We’ve already examined how heat denatures protein. Did you know that other factors can denature protein, too? Here’s a quick overview.
|Denaturing Agent||Mode of Action|
|Heat||Disrupts the hydrogen bonds of molecules. When frying an egg, produces coagulation.|
|Microwave||Molecules will vibrate and disrupt the hydrogen bonds, similar to adding heat|
|Whipping or shaking||Think of egg meringues. The molecules will form globular shapes and extend to longer lengths.|
|Acids (e.g., lemon juice) and bases||Disruption of the hydrogen bonds and salt bridges of the protein molecules.|
|Ultraviolet radiation||Disrupts hydrogen bonds but can make molecules vibrate too violently.|
Protein is a key nutrient for people of all ages and is used in every cell of the body for a broad range of metabolic functions. Its building blocks, amino acids, can be categorized as essential, non-essential, or conditional. Nine of the 20 amino acids used by the body are essential. Protein sources labeled “complete” provide all the essential amino acids.
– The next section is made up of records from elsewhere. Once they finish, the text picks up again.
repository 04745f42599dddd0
pub mod graph;
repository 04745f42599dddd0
use std::io::Result as IOResult;
use std::marker::PhantomData;
use std::ops;
use std::path::Path;
use std::slice::{Iter, SliceIndex};

use crate::io::{BufFileReader, FileOpen, Read};
use crate::preprocessing::Preprocess;

pub mod conll;

/// An in-memory collection of preprocessed samples.
#[derive(Debug, Clone, PartialEq)]
pub struct Dataset<T> {
    items: Vec<T>,
}

impl<T> Dataset<T> {
    pub fn new() -> Self {
        Dataset { items: vec![] }
    }

    pub fn from_items(items: Vec<T>) -> Self {
        Dataset { items: items }
    }

    pub fn with_capacity(capacity: usize) -> Self {
        Dataset {
            items: Vec::with_capacity(capacity),
        }
    }

    pub fn len(&self) -> usize {
        self.items.len()
    }

    pub fn is_empty(&self) -> bool {
        self.items.is_empty()
    }

    pub fn iter(&self) -> Iter<T> {
        self.items.iter()
    }

    pub fn into_items(self) -> Vec<T> {
        self.items
    }
}

impl<T> Default for Dataset<T> {
    fn default() -> Self {
        Dataset::new()
    }
}

impl<T, I: SliceIndex<[T]>> ops::Index<I> for Dataset<T> {
    type Output = I::Output;

    #[inline]
    fn index(&self, index: I) -> &Self::Output {
        ops::Index::index(&self.items, index)
    }
}

impl<T, I: SliceIndex<[T]>> ops::IndexMut<I> for Dataset<T> {
    #[inline]
    fn index_mut(&mut self, index: I) -> &mut Self::Output {
        ops::IndexMut::index_mut(&mut self.items, index)
    }
}

impl<T> IntoIterator for Dataset<T> {
    type Item = T;
    type IntoIter = std::vec::IntoIter<T>;

    fn into_iter(self) -> Self::IntoIter {
        self.items.into_iter()
    }
}

impl<'a, T> IntoIterator for &'a Dataset<T> {
    type Item = &'a T;
    type IntoIter = Iter<'a, T>;

    fn into_iter(self) -> Self::IntoIter {
        self.items.iter()
    }
}

pub trait Load {
    type Item;

    fn load<P: AsRef<Path>>(&mut self, file: P) -> IOResult<Dataset<Self::Item>> {
        self.load_until(file, usize::MAX)
    }

    fn load_until<P: AsRef<Path>>(&mut self, file: P, size: usize)
        -> IOResult<Dataset<Self::Item>>;
}

/// Reads samples with `R` and pipes them through a preprocessor.
///
/// Fitting is enabled by default; `fix` freezes the preprocessor so that
/// later loads only transform.
pub struct Loader<R, P> {
    _reader: PhantomData<R>,
    preprocessor: P,
    enable_fit: bool,
}

impl<T, R: Read<Item = T>, P: Preprocess<T>> Loader<R, P> {
    pub fn new(preprocessor: P) -> Self {
        Loader {
            _reader: PhantomData,
            preprocessor: preprocessor,
            enable_fit: true,
        }
    }

    pub fn unfix(&mut self) {
        self.enable_fit = true;
    }

    pub fn fix(&mut self) {
        self.enable_fit = false;
    }

    pub fn preprocessor(&self) -> &P {
        &self.preprocessor
    }

    pub fn preprocessor_mut(&mut self) -> &mut P {
        &mut self.preprocessor
    }

    pub fn into_preprocessor(self) -> P {
        self.preprocessor
    }
}

impl<T, P: Preprocess<T>, R: FileOpen + Read<Item = T>> Load for Loader<R, P> {
    type Item = P::Output;

    fn load_until<PATH: AsRef<Path>>(
        &mut self,
        file: PATH,
        size: usize,
    ) -> IOResult<Dataset<Self::Item>> {
        let mut reader = R::open(file)?;
        let mut buf = vec![];
        reader.read_upto(size, &mut buf)?;
        let items = if self.enable_fit {
            self.preprocessor.fit_transform(buf.into_iter()).collect()
        } else {
            self.preprocessor.transform(buf.into_iter()).collect()
        };
        Ok(Dataset::from_items(items))
    }
}

pub type StdLoader<T, P> = Loader<BufFileReader<T>, P>;
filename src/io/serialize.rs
use std::fs::File;
use std::io as std_io;
use std::io::{Read, Write};
use std::path::Path;

use serde::de::DeserializeOwned;
use serde::Serialize;
use serde_json;

#[derive(Debug, Clone, Copy, PartialEq, Eq)]
pub enum Format {
    Json,
    JsonPretty,
}

pub fn serialize<T: Serialize>(data: &T, format: Format) -> std_io::Result<Vec<u8>> {
    let result = match format {
        Format::Json => serde_json::to_string(data),
        Format::JsonPretty => serde_json::to_string_pretty(data),
    };
    match result {
        Ok(s) => Ok(s.into_bytes()),
        Err(e) => Err(std_io::Error::new(std_io::ErrorKind::InvalidData, e)),
    }
}

pub fn deserialize<T: DeserializeOwned>(bytes: &[u8], format: Format) -> std_io::Result<T> {
    match format {
        Format::Json | Format::JsonPretty => serde_json::from_slice(bytes)
            .map_err(|e| std_io::Error::new(std_io::ErrorKind::InvalidData, e)),
    }
}

pub fn write_to<P: AsRef<Path>, T: Serialize>(
    path: P,
    data: &T,
    format: Format,
) -> std_io::Result<()> {
    let bytes = serialize(data, format)?;
    let mut file = File::create(path)?;
    file.write_all(&bytes)?;
    file.flush()
}

pub fn read_from<P: AsRef<Path>, T: DeserializeOwned>(path: P, format: Format) -> std_io::Result<T> {
    let mut bytes = Vec::new();
    File::open(path)?.read_to_end(&mut bytes)?;
    deserialize(&bytes, format)
}
use std::env;
use std::error::Error;
use std::fmt;
use std::process;
use std::thread;
use std::time::Duration;

use chrono::{DateTime, Local};
use slog::Logger;

use crate::logging::{AppLogger, Config as LogConfig};

#[derive(Debug)]
struct AppError {
    code: i32,
    error: Box<dyn Error + Send + Sync>,
}

impl AppError {
    pub fn new<E>(code: i32, error: E) -> AppError
    where
        E: Into<Box<dyn Error + Send + Sync>>,
    {
        AppError {
            code: code,
            error: error.into(),
        }
    }

    pub fn code(&self) -> i32 {
        self.code
    }
}

impl Error for AppError {
    fn source(&self) -> Option<&(dyn Error + 'static)> {
        Some(&*self.error)
    }
}

impl fmt::Display for AppError {
    fn fmt(&self, f: &mut fmt::Formatter) -> fmt::Result {
        write!(f, "{} (code: {})", self.error, self.code)
    }
}

/// Per-invocation values handed to the application entry point.
#[derive(Debug)]
pub struct Context {
    pub logger: Logger,
    pub accessid: String,
    pub accesstime: DateTime<Local>,
}

#[derive(Debug, Clone)]
pub struct Config {
    pub exit_on_finish: bool,
    pub logging: LogConfig,
}

impl Default for Config {
    fn default() -> Self {
        Config {
            exit_on_finish: true,
            logging: LogConfig::default(),
        }
    }
}

type MainFn = Box<dyn FnMut(Context) -> Result<(), Box<dyn Error + Send + Sync>> + Send + 'static>;

pub struct App {
    config: Config,
    main_fn: Option<MainFn>,
    logger: Option<AppLogger>,
    context: Option<Context>,
}

impl App {
    pub fn new() -> Self {
        App::from_config(Config::default())
    }

    pub fn from_config<C: Into<Config>>(config: C) -> Self {
        App {
            config: config.into(),
            main_fn: None,
            logger: None,
            context: None,
        }
    }

    pub fn main<F>(mut self, f: F) -> Self
    where
        F: FnMut(Context) -> Result<(), Box<dyn Error + Send + Sync>> + Send + 'static,
    {
        self.main_fn = Some(Box::new(f));
        self
    }

    pub fn run(mut self) {
        let mut code = App::initialize(&mut self);
        if code.is_ok() {
            code = App::exec(&mut self);
        }
        App::finalize(&mut self); // `finalize` must not fail.
        if self.config.exit_on_finish {
            let retcode = code.unwrap_or_else(|c| c);
            process::exit(retcode);
        }
    }

    #[inline]
    fn initialize(&mut self) -> Result<i32, i32> {
        if self.main_fn.is_none() {
            eprintln!("`main` must be called before running");
            return Err(1);
        }
        match AppLogger::new(self.config.logging.clone()) {
            // an async logger spawns threads internally.
            Ok(logger) => {
                let context = Context {
                    logger: logger.create(),
                    accessid: logger.accessid().to_string(),
                    accesstime: logger.accesstime().clone(),
                };
                self.logger = Some(logger);
                self.context = Some(context);
                Ok(0)
            }
            Err(e) => {
                eprintln!("{}", e);
                Err(1)
            }
        }
    }

    #[inline]
    fn exec(&mut self) -> Result<i32, i32> {
        self.preprocess();
        let (result, code) = match self.process() {
            Ok(_) => {
                let c = 0;
                (Ok(c), c)
            }
            Err(e) => {
                error!(self.logger.as_ref().unwrap(), "{}", e);
                let c = 128 + e.code();
                (Err(c), c)
            }
        };
        self.postprocess(code);
        result
    }

    #[inline]
    fn finalize(&mut self) {
        self.main_fn = None;
        self.logger = None;
        self.context = None;
        thread::sleep(Duration::from_millis(1));
    }

    #[inline]
    fn preprocess(&mut self) {
        let logger = self.logger.as_ref().unwrap();
        debug!(
            logger,
            "args: {}",
            env::args().collect::<Vec<String>>().join(" ")
        );
        debug!(logger, "{:?}", self.config);
        info!(logger, "*** [START] ***");
    }

    #[inline]
    fn process(&mut self) -> Result<(), AppError> {
        let mut main_fn = self.main_fn.take().unwrap();
        let context = self.context.take().unwrap();
        (*main_fn)(context).map_err(|e| AppError::new(1, e))
    }

    #[inline]
    fn postprocess(&mut self, code: i32) {
        let logger = self.logger.as_ref().unwrap();
        info!(logger, "application finished (code: {})", code);
        info!(logger, "*** [DONE] ***");
    }
}

impl fmt::Debug for App {
    fn fmt(&self, f: &mut fmt::Formatter) -> fmt::Result {
        f.debug_struct("App").field("config", &self.config).finish()
    }
}
use structopt::StructOpt;

use crate::app::Config;
use crate::logging::Level;

#[macro_export]
macro_rules! main {
    (|$args:ident: $sopt:ty, $ctx:ident: Context| $body:block; default) => {
        fn main() {
            let $args = <$sopt>::from_args();
            let config = Config::default();
            App::from_config(config)
                .main(move |$ctx: Context| $body)
                .run();
        }
    };
    (|$args:ident: $sopt:ty, $ctx:ident: Context| $body:block; @$field:ident) => {
        fn main() {
            let $args = <$sopt>::from_args();
            App::from_config($args.$field.clone())
                .main(move |$ctx: Context| $body)
                .run();
        }
    };
    (|$args:ident: $sopt:ty, $ctx:ident: Context| $body:block) => {
        $crate::main!(|$args: $sopt, $ctx: Context| $body; @common);
    };
    (|$args:ident: $sopt:ty, $ctx:ident: Context| $body:expr) => {
        $crate::main!(|$args: $sopt, $ctx: Context| { $body });
    };
}

#[derive(StructOpt, Debug, Clone)]
pub struct CommonArgs {
    /// Activate debug mode
    #[structopt(short = "d", long = "debug")]
    pub debug: bool,

    /// Verbose mode (-v, -vv, -vvv, etc.)
    #[structopt(short = "v", long = "verbose", parse(from_occurrences))]
    pub verbose: u8,

    /// Directory to write a time-stamped log file into
    #[structopt(long = "logdir", value_name = "DIR")]
    pub logdir: Option<String>,
}

impl From<CommonArgs> for Config {
    fn from(args: CommonArgs) -> Config {
        let mut config = Config::default();
        config.logging.verbosity = match (args.debug, args.verbose) {
            (false, 0) => Level::Info,
            (true, 0) | (false, 1) => Level::Debug,
            _ => Level::Trace,
        };
        match args.logdir {
            Some(dir) => {
                config.logging.logdir = dir;
                config.logging.mkdir = true;
                config.logging.level = if args.debug { Level::Debug } else { Level::Info };
            }
            None => {
                config.logging.level = Level::Off;
            }
        }
        config
    }
}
During cooking, the three-dimensional structure of protein molecules is changed through a process called denaturation. As it cooks, an egg—one of the best quality sources of protein—traps moisture in the new shapes the protein molecules form. Applying too much heat results in a dry egg.
Yolks, with their higher fat content, cook quicker than whites. A perfect illustration of this is an over-easy egg.
Denaturation makes protein foods more digestible. In addition to heat, microwaving, whipping or shaking, chemical factors, and ultraviolent radiation can lead to denaturation of protein.